Specjał - Wielkanoc

~Dom i pokój autorki~

 Rozgardiasz. To właśnie panowało w małym, pomalowanym na różowo pokoiku. Większą część pomieszczenia zajmował narożnik, który nocą zajmował więcej miejsca niż za dnia. Lili podniosła wzrok znad komputera i spojrzała na Amirę, która kłóciła się z Lią o JEDEN, DURNY KOLEC.

 -Zamknijcie się wreszcie!- krzyknęła, a na jej skroni pojawiła się pulsująca żyłka.

 -Ale igła mi się złamała...- jęknęła Cnotliwość.

 -W kuchni. Szafka najbliżej pieca. Druga szuflada od dołu- Lili przetarła zmęczone oczy i powróciła do pisania.

 -Głodny jestem. Jemy już?- powiedział World's End siadając do stołu.

 -Zostaw! Czekamy na parę Lenistwa, parę Zazdrości i parę Chciwości- Wendy pacnęła "bliźniaka" w rękę. W tej samej chwili pojawili się spóźnieni. Lawless został dosłownie wkopany do pomieszczenia, Mikuni rzucił się na Misono z okrzykiem "kawaii~", a Kuro wszedł szurając nogami i stwierdził, że "takie zgromadzenia są upierdliwe". Natomiast Licht, Jeje i Mahiru po prostu weszli, po czym zaczęli rozdzielać braci Alicein, którzy się kłócili (tzn. Misono wydzierał się na starszego brata używając wielu epitetów pod jego adresem).

 -Jemy już?- spytał ponownie World's End z nadzieją w głosie, a autorka westchnęła i odeszła od komputera.

 -SPOKÓJ MA BYĆ, BO JAK NIE TO WYWALĘ WSZYSTKICH W KOSMOS!!!- wrzasnęła przekrzykując towarzystwo.

 -"Kosmiczny jeż"?- spytał jej młodszy brat wbiegając do pokoju starszej siostry.

 -"Kosmiczny jeż" i nie tylko, a teraz wypad, młody- dziewczyna złapała brata za ramię, skierowała w stronę drzwi i wysłała do kuchni. -Tak, jemy.

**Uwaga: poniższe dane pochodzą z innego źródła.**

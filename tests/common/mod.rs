//! Shared helpers for the HTTP integration tests

#![allow(dead_code)]

use std::sync::Arc;

use axum_test::TestServer;
use cutiscura::{build_app, AppConfig, AppState, MemoryStore, Store};

pub const SESSION_COOKIE: &str = "cutiscura_session";

/// Test server over the given store
pub fn server_with(store: Arc<MemoryStore>) -> TestServer {
    let state = AppState::from_parts(store as Arc<dyn Store>, Arc::new(AppConfig::default()));
    TestServer::new(build_app(state)).expect("Failed to create test server")
}

/// Test server over the seeded catalog, plus a handle to flip it into failure
pub fn seeded_server() -> (TestServer, Arc<MemoryStore>) {
    let store = Arc::new(MemoryStore::seeded());
    (server_with(store.clone()), store)
}

/// Log in and return the session cookie value
pub async fn login(server: &TestServer, email: &str, password: &str) -> String {
    let response = server
        .post("/login")
        .form(&[("email", email), ("password", password)])
        .await;
    assert_eq!(response.status_code(), 303);
    response.cookie(SESSION_COOKIE).value().to_string()
}

pub fn session_cookie(value: &str) -> cookie::Cookie<'static> {
    cookie::Cookie::new(SESSION_COOKIE, value.to_string())
}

Tylko jeszcze życzenia dla czytelników. Ktoś chce zacząć? Ana? Kuro? Może wy?

 -Upierdliwe...- wymamrotał Kuro, a Ana uderzyła go łokciem w żebro.

 -Ja życzę wszystkim, żeby nigdy nie byli takimi leniami jak Sleepy Ash- powiedziała.

 -A ja, żeby mogli spędzać święta i nie tylko w gronie najbliższych- dołączył Mahiru.

 -Ja to bym życzyła, żeby nie musieli się użerać z nadpobudliwymi wampirami, jak ja... Ale to niepotrzebne, więc życzę po prostu zdrowia i radości- odezwała się Mei.

 -Tak. Radość w życiu potrzebna- Tilia podniosła na chwilę głowę znad książki.

 -I zdrowie- dodał Tsubaki.

 -I rodzina- Mikuni objął Misono ramieniem.

 -I mnóstwo jedzenia- World's End "ukradkiem" zjadł kawałek kiełbasy.

 -I zapas igieł...- mruknęła nieśmiało Amira.

 -Na co komu zapas igieł?- zdziwiła się Lia.

 -Do szycia ubrań.

 -Głupota...

 -Oszczędność!

 -Ciekawe...

 -Chc...

 Dobra! Bo te życzenia to się zaraz w kłótnię przerodzą...

 Życzę wszystkim, oklepanych, wesołych świąt, smacznego jajka, mokrego dyngusa, itd.

 Niech Zmartwychwstanie Pańskie będzie dla wszystkich radosnym świętem. Wszystkiego dobrego kochani! (Nie jestem dobra w składaniu życzeń XD)

 -Żeby autorka ruszyła tyłek i zaczęła wreszcie pisać kolejny rozdział...

 -ANA!!!

 -Co? Przecież prawdę powiedziałam...

 -Tak, tak... Wmawiaj sobie...

 -Ty sobie wmawiaj...

 -JESTEM GŁODNY!

 -Dobra, World's End. Już idziemy.

 Tak, więc... Do zobaczenia w następnym rozdziale kochani!